Imbalanced Unfolded Protein Response Signaling Contributes to 1-Deoxysphingolipid Retinal Toxicity

1-Deoxysphingolipids (1-dSLs) are atypical cytotoxic sphingolipids formed through the substitution of alanine for serine in de novo sphingolipid biosynthesis. Accumulation of 1-dSLs has been linked to diseases of the eye such as diabetic retinopathy and Macular Telangiectasia Type 2 (MacTel). However, the molecular mechanisms by which 1-dSLs induce toxicity in retinal cells remains poorly understood. Here, we integrate bulk and single-nucleus RNA-sequencing to define the biological pathways that contribute to toxicity caused by the 1-dSL species, 1-deoxysphinganine (1-dSA), in human retinal organoids.
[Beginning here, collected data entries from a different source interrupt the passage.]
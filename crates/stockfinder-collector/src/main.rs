//! StockFinder data collector CLI.

use anyhow::Context;
use clap::{Parser, Subcommand};
use serde_json::json;
use stockfinder_collector::modules::{self, RunMode, TickerSyncOptions};
use stockfinder_collector::CollectorConfig;
use stockfinder_core::config::process_env;
use stockfinder_core::{init_logging, LogConfig};
use stockfinder_data::{CheckpointStore, MongoStore, TickerStore};
use tokio_util::sync::CancellationToken;

#[derive(Parser)]
#[command(name = "stockfinder-collector")]
#[command(about = "StockFinder EODHD fundamentals collector", long_about = None)]
#[command(version)]
struct Cli {
    #[command(subcommand)]
    command: Option<Commands>,

    /// 로그 레벨 (LOG_LEVEL 환경변수보다 우선)
    #[arg(long, global = true)]
    log_level: Option<String>,
}

#[derive(Subcommand, Default)]
enum Commands {
    /// 티커 동기화 후 종료 신호까지 Fundamental 수집 (기본)
    #[default]
    Run,

    /// 티커 목록만 동기화
    SyncTickers {
        /// 저장소 상태와 무관하게 동기화
        #[arg(long)]
        force: bool,
    },

    /// 미수집 티커를 한 번 처리하고 종료
    Collect,

    /// 티커 수와 체크포인트 출력
    Status,
}

#[tokio::main]
async fn main() -> anyhow::Result<()> {
    dotenvy::dotenv().ok();
    let cli = Cli::parse();

    init_logging(LogConfig::from_lookup(&process_env, cli.log_level.as_deref()))?;

    tracing::info!("StockFinder Collector 시작");

    let config = CollectorConfig::from_lookup(&process_env).context("설정 로드 실패")?;
    tracing::debug!(?config, "설정 로드 완료");

    let store = MongoStore::connect(&config.mongo)
        .await
        .context("MongoDB 연결 실패")?;

    let shutdown = CancellationToken::new();
    {
        let shutdown = shutdown.clone();
        tokio::spawn(async move {
            if tokio::signal::ctrl_c().await.is_ok() {
                tracing::info!("종료 신호 수신");
                shutdown.cancel();
            }
        });
    }

    match cli.command.unwrap_or_default() {
        Commands::Run => {
            let provider = config.eodhd.client()?;
            if let Some(stats) = modules::ensure_tickers(
                &provider,
                &store,
                &config.ticker_sync,
                TickerSyncOptions::default(),
            )
            .await?
            {
                stats.log_summary();
            }

            let stats = modules::collect_fundamentals(
                &provider,
                &store,
                &config.fundamental_collect,
                RunMode::Continuous,
                shutdown,
            )
            .await?;
            stats.log_summary("Fundamental 수집");
        }
        Commands::SyncTickers { force } => {
            let provider = config.eodhd.client()?;
            match modules::ensure_tickers(
                &provider,
                &store,
                &config.ticker_sync,
                TickerSyncOptions { force },
            )
            .await?
            {
                Some(stats) => stats.log_summary(),
                None => tracing::info!("동기화 불필요 (--force로 강제 실행)"),
            }
        }
        Commands::Collect => {
            let provider = config.eodhd.client()?;
            if let Some(stats) = modules::ensure_tickers(
                &provider,
                &store,
                &config.ticker_sync,
                TickerSyncOptions::default(),
            )
            .await?
            {
                stats.log_summary();
            }

            let stats = modules::collect_fundamentals(
                &provider,
                &store,
                &config.fundamental_collect,
                RunMode::UntilIdle,
                shutdown,
            )
            .await?;
            stats.log_summary("Fundamental 수집");
            println!("{}", serde_json::to_string_pretty(&stats)?);
        }
        Commands::Status => {
            let total = store.count_tickers(None).await?;
            let fetched = store.count_tickers(Some(true)).await?;
            let checkpoints = store.list_checkpoints().await?;

            let status = json!({
                "tickers": {
                    "total": total,
                    "fetched": fetched,
                    "unfetched": total.saturating_sub(fetched),
                },
                "checkpoints": checkpoints,
            });
            println!("{}", serde_json::to_string_pretty(&status)?);
        }
    }

    tracing::info!("StockFinder Collector 종료");
    Ok(())
}
//! StockFinder data collector.
//!
//! 이 crate는 EODHD에서 데이터를 수집해 MongoDB에 저장하는 바이너리를 제공합니다:
//! - 티커 목록 동기화 (거래소 목록 → 국가 필터 → 거래소별 티커)
//! - Fundamental 데이터 수집 (배치 재개, Rate limit 대기)

pub mod config;
pub mod error;
pub mod modules;
pub mod stats;

pub use config::CollectorConfig;
pub use error::{CollectorError, Result};
pub use stats::{CollectionStats, TickerSyncStats};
Our results demonstrate that 1-dSA preferentially and differentially activates signaling arms of the unfolded protein response (UPR) in photoreceptor cells and Muller glia within retinal organoids. Using a combination of pharmacologic inhibitors and activators, we define the roles for individual arms of the UPR in 1-dSL-mediated toxicity. We show that sustained PERK signaling through the integrated stress response (ISR) promotes 1-dSL-induced apoptosis in photoreceptors. In contrast, deficiencies in signaling through the ATF6 arm of the UPR contribute to photoreceptor toxicity. These results indicate that imbalanced signaling between the pro-apoptotic PERK/ISR and protective ATF6 arms of the UPR contributes to 1-dSL-induced photoreceptor toxicity. Further, our results identify new opportunities to intervene in 1-dSL linked diseases through targeting different signaling arms of the UPR.